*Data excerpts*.
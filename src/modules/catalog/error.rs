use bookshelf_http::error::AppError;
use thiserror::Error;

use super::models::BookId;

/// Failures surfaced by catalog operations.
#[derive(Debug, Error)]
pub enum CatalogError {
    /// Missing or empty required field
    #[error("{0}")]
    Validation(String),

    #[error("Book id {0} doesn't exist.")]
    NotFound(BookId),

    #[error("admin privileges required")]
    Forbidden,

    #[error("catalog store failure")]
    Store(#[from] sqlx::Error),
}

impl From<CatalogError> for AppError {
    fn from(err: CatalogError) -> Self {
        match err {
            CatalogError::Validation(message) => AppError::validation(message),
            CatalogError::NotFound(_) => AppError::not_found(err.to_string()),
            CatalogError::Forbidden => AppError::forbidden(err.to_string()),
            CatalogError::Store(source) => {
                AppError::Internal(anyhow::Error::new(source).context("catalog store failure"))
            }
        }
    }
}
...
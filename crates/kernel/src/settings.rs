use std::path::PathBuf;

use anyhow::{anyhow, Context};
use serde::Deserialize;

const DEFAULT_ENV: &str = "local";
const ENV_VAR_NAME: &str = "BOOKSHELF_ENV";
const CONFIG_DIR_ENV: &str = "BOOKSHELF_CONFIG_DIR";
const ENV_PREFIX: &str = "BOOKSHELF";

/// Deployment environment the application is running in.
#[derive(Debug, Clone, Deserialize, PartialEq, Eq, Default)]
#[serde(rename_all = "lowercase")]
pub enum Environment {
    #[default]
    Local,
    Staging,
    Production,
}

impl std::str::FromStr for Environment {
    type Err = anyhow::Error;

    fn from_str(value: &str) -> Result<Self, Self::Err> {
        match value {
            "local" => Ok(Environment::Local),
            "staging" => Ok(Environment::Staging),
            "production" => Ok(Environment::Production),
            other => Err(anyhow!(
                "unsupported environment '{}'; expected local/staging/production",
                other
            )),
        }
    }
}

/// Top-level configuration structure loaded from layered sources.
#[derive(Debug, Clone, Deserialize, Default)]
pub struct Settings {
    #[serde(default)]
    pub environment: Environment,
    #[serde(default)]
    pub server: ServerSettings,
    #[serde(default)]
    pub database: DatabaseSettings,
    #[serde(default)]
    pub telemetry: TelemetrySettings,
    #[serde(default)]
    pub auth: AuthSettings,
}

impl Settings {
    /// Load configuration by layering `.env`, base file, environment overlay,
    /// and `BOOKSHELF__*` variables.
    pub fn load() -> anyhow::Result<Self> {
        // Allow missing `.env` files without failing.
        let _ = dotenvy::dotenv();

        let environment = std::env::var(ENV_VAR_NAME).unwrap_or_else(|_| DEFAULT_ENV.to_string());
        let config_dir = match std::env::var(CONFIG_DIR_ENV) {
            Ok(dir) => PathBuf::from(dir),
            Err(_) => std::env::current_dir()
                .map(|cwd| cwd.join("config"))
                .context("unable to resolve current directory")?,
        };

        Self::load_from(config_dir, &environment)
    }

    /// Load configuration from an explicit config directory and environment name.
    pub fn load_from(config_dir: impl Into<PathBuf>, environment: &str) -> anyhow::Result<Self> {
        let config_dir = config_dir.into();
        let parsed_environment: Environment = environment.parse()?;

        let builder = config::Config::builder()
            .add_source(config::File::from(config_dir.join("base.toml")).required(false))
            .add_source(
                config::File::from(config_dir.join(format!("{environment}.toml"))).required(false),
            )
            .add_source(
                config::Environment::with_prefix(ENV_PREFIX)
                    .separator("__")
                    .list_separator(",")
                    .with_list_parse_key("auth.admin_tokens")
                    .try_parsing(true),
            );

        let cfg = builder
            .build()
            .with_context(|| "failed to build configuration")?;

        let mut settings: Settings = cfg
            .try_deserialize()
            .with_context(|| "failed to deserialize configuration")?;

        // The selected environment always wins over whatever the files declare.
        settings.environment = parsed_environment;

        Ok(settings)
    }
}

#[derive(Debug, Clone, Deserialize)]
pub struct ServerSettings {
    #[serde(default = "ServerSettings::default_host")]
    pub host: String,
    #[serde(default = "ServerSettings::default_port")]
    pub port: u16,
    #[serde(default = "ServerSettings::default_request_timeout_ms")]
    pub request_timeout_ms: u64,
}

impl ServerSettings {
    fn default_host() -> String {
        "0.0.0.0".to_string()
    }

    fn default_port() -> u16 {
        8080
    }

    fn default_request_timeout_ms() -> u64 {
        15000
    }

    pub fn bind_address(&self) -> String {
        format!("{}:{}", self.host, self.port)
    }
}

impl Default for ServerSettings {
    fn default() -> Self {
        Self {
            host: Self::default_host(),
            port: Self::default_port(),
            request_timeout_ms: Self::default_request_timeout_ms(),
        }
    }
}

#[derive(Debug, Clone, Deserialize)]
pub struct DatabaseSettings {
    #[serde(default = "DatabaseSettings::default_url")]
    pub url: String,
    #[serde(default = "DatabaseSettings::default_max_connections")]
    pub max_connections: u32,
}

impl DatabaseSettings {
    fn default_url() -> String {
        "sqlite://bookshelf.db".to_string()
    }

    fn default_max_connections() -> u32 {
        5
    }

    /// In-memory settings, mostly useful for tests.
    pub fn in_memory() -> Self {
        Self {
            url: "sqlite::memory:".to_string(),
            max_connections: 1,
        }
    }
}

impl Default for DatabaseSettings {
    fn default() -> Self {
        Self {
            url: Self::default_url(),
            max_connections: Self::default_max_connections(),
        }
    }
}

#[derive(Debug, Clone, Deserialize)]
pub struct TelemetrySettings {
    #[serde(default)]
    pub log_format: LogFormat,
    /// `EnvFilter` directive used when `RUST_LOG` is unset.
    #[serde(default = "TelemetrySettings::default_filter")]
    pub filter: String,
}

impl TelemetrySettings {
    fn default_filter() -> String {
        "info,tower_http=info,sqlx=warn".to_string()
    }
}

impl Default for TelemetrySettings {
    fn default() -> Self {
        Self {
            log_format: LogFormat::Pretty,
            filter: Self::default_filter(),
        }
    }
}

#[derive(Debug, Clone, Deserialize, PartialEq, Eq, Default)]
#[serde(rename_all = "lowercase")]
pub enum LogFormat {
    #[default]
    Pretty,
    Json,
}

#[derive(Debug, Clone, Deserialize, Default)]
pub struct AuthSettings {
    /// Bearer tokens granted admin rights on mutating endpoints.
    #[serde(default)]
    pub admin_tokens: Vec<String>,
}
...
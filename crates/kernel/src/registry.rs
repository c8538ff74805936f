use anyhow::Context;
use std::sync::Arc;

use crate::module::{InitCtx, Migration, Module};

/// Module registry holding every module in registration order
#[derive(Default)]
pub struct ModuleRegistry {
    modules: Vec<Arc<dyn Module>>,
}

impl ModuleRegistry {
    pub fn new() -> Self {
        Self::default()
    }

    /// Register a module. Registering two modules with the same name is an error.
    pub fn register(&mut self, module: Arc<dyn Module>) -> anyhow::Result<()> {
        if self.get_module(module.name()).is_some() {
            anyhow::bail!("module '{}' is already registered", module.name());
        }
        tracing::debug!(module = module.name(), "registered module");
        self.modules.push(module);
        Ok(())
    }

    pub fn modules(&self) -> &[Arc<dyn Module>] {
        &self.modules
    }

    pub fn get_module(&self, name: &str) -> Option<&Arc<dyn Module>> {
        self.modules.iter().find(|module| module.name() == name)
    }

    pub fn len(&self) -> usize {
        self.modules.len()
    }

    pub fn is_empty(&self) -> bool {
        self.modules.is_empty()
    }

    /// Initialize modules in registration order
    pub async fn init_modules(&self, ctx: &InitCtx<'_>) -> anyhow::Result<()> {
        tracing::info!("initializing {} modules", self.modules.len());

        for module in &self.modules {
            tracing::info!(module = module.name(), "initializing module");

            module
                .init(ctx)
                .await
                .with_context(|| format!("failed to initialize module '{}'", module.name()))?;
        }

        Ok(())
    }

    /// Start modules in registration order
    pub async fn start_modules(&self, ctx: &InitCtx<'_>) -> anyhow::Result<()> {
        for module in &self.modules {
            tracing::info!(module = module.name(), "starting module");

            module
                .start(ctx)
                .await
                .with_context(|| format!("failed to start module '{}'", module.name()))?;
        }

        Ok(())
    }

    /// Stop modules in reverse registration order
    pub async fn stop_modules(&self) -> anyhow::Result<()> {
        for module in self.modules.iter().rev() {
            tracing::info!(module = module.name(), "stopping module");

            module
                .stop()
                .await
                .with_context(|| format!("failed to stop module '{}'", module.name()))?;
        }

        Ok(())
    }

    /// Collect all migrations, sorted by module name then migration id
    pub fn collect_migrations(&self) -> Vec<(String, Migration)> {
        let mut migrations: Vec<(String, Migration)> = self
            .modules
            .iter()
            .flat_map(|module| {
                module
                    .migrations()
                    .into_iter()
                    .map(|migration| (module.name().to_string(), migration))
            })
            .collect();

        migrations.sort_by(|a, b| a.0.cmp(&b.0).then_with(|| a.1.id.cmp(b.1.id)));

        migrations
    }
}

*Instructions to follow*.
In the data above, retype exactly and only the lines between the one holding "fn from_str(value: &str)" and the one holding "pub fn load()", inclusive.

*Solution below*.
    fn from_str(value: &str) -> Result<Self, Self::Err> {
        match value {
            "local" => Ok(Environment::Local),
            "staging" => Ok(Environment::Staging),
            "production" => Ok(Environment::Production),
            other => Err(anyhow!(
                "unsupported environment '{}'; expected local/staging/production",
                other
            )),
        }
    }
}

/// Top-level configuration structure loaded from layered sources.
#[derive(Debug, Clone, Deserialize, Default)]
pub struct Settings {
    #[serde(default)]
    pub environment: Environment,
    #[serde(default)]
    pub server: ServerSettings,
    #[serde(default)]
    pub database: DatabaseSettings,
    #[serde(default)]
    pub telemetry: TelemetrySettings,
    #[serde(default)]
    pub auth: AuthSettings,
}

impl Settings {
    /// Load configuration by layering `.env`, base file, environment overlay,
    /// and `BOOKSHELF__*` variables.
    pub fn load() -> anyhow::Result<Self> {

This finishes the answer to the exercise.